Shiqi Chen1, Yulin Chen1, Ye Li1, and Ailian Liu1
1the First Affiliated Hospital of Dalian Medical University, Dalian, China
Synopsis
The identification and treatment of ovarian cancer(OC) has always been a problem that plagues us[1]. Mutations in the p53 gene showed significantly up-regulation in human OC tissues and was closely associated with the development of human OC. This work aimed at exploring the value of Diffusion kurtosis imaging (DKI) for characteristics and diagnosis of ovarian cancer of p53 status. The results showed that FA provided a promising performance (AUC =0.742 , sensitivity = 100%, specificity = 43.7%) in evaluating p53 status and OC.
Purpose
Explore the value of Diffusion Kurtosis Imaging (DKI) for characteristics and diagnosis of ovarian cancer of p53 status.Introduction
The p53 gene on chromosome 17p is considered to be a tumor suppressor gene, and frequent mutations of the p53 gene have been found in a wide variety of human cancers[2]. Approximately one half of human epithelial ovarian cancers have mutations in the p53 gene and overexpress the mutant protein product[3]. A p53 immunohistochemistry can be used to assess the development of human OC. In clinic, it can be used for gene detection and targeted drug therapy. Diffusion kurtosis imaging (DKI) is a special DWI model which treats water diffusion as non-Gaussian behavior. Compared with traditional DWI, this model has been shown to provide greater sensitivity to tissue microstructural complexity with an extender b-value range[4]. Therefore, the purpose of this study is to evaluate the efficacy of DKI-derived parameters in the preoperative evaluation of p53 expression in OC patients.Methods
A total of 31 patients of ovarian cancer confirmed by surgery and pathology from 2015 to 2020 were retrospectively collected. including 16 p53 positive OC (age(45±21) years old; range:(24,66)) and 14 p53 negative OC (age, (61.5±14.5) years old; range:(47,76)). All patients underwent abdominal MR examinations (Signa HDxt, GE Medical Systems, USA)(Scan parameters show in table 1). The original axial digital images from the DKI sequence were transmitted to the GE SDC-ADW 4.6 workstation (Sun Microsystems, Santa Clara, Calif) and the post-processing was performed by Functool software.
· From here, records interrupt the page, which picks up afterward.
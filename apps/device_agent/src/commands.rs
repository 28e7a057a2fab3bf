// Copyright (c) Microsoft Corporation.
// Licensed under the MIT License.

//! The smart-breaker's `configure` validation and semantic command handling (spec.md §4.6:
//! "`configure(template|settings)` → apply via C10 validation"; "semantic operation commands
//! (`trip`, `close`, `reset`, etc.) are domain-specific and dispatched to a registered handler").

use std::collections::BTreeMap;
use std::sync::{Arc, Mutex};

use serde_json::Value as JsonValue;
use sparkmesh_description::DeviceDescription;
use sparkmesh_protocol::mgmt::device::{ConfigApplier, SemanticCommandHandler};

/// Shared breaker state the sensor reads and the command handlers mutate.
#[derive(Debug, Default)]
pub struct BreakerState {
    /// Current overcurrent pickup setting, amperes.
    pub overcurrent_pickup: f64,
    /// Whether the breaker is presently tripped.
    pub tripped: bool,
}

/// Validates `configure` settings against a loaded device-description and applies accepted
/// ones to the shared [`BreakerState`].
pub struct BreakerConfigApplier {
    description: Option<DeviceDescription>,
    state: Arc<Mutex<BreakerState>>,
}

impl BreakerConfigApplier {
    /// Build an applier, optionally validating against a loaded description.
    #[must_use]
    pub fn new(description: Option<DeviceDescription>, state: Arc<Mutex<BreakerState>>) -> Self {
        Self { description, state }
    }
}

impl ConfigApplier for BreakerConfigApplier {
    fn apply(&mut self, settings: &BTreeMap<String, JsonValue>) -> Result<JsonValue, String> {
        for name in settings.keys() {
            if let Some(description) = &self.description {
                if !description.is_writable(name) {
                    return Err(format!("{name} is not declared writable by any command or function"));
                }
            }
        }

        let mut state = self.state.lock().unwrap();
        if let Some(value) = settings.get("overcurrent_pickup").and_then(JsonValue::as_f64) {
            state.overcurrent_pickup = value;
        }
        Ok(self.effective_configuration())
    }

    fn effective_configuration(&self) -> JsonValue {
        let state = self.state.lock().unwrap();
        serde_json::json!({ "overcurrent_pickup": state.overcurrent_pickup })
    }
}

/// Executes the breaker's domain-specific semantic commands against the shared
/// [`BreakerState`].
pub struct BreakerCommandHandler {
    state: Arc<Mutex<BreakerState>>,
}

impl BreakerCommandHandler {
    /// Build a handler over the given shared state.
    #[must_use]
    pub fn new(state: Arc<Mutex<BreakerState>>) -> Self {
        Self { state }
    }
}

impl SemanticCommandHandler for BreakerCommandHandler {
    fn handle(&mut self, verb: &str, _parameters: &BTreeMap<String, JsonValue>) -> Result<JsonValue, String> {
        let mut state = self.state.lock().unwrap();
        match verb {
            "trip" => {
                state.tripped = true;
                Ok(serde_json::json!({ "tripped": true }))
            }
            "close" | "reset" => {
                state.tripped = false;
                Ok(serde_json::json!({ "tripped": false }))
            }
            other => Err(format!("unrecognized semantic command: {other}")),
        }
    }
}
Referring to the anatomical location of lesion obtained on T2-weighted or DWI images, The FA, MD and MK maps were automatically constructed, and were reviewed by two observers who were blinded to clinical information and histopathologic results with 10 and 15 years of experience in pelvic imaging, respectively. The manual regions of interest (ROIs) were drawn along the edge of tumors on the slice with maximal solid area (we choose the solid in tumors)(Figure 1). The measurement was repeated for three times, and the averages of three measurements were calculated. The FA, MD and MK were recorded. Intra-group correlation coefficient (ICC) was used to test the measurement consistency between the two observers. Correlation between above values and the expression of p53 in OC was compared by Mann-Whitney U test. Receiver operating characteristic (ROC) analysis was performed to evaluate diagnostic performance.Results
The FA value of p53 positive group was higher than p53 negative group, and P value=0.022(table 2). The area under the curve (AUC) of MK for discriminating p53 positive group and p53 negative group was 0.742, when the FA value less than 0.17, the sensitivity was 73.3%, and the specificity was 62.5% (Figure 2).Discussion
A p53 immunohistochemistry can be used to assess the development of human OC[2]. Our findings suggest that FA is potentially the most specific parameter to reflect tumor biological behaviors. In the present study, we proposed that FA could be a promising imaging biomarker in evaluation of p53 expression.Conclusion
FA of DKI image could be a promising imaging biomarker in evaluation of p53 expression in OC.Acknowledgements
Thanks are due to the First Affiliated Hospital of Dalian Medical University for assistance with the experiments.References
[1]Al-Alem,CurryJr. Ovarian cancer: involvement of the martrixmetall oproteinases(J).Reproduction,2015,150(2):55-64
[2]Okamoto, Sameshima, Yokoyama, Terashima, Sugimura, Terada, Yokota. Frequent allelic losses and mutations of the p53 gene in human ovarian cancer. Cancer research 51 (19), 5171-5176, 1991
[3]Kohler, Marks, Wiseman, Jacobs, Davidoff, Clarke-Pearson, Soper, Bast, Berchuck Jr. Spectrum of mutation and frequency of allelic deletion of the p53 gene in ovarian cancer. JNCI: Journal of the National Cancer Institute 85 (18), 1513-1519, 1993
[4] Likun Cao, Jie Chen, Ting Duan,et al. Diffusion kurtosis imaging (DKI) of hepatocellular carcinoma: correlation with microvascular invasion and histologic grade. Quant Imaging Med Surg. 2019 Apr; 9(4): 590–602.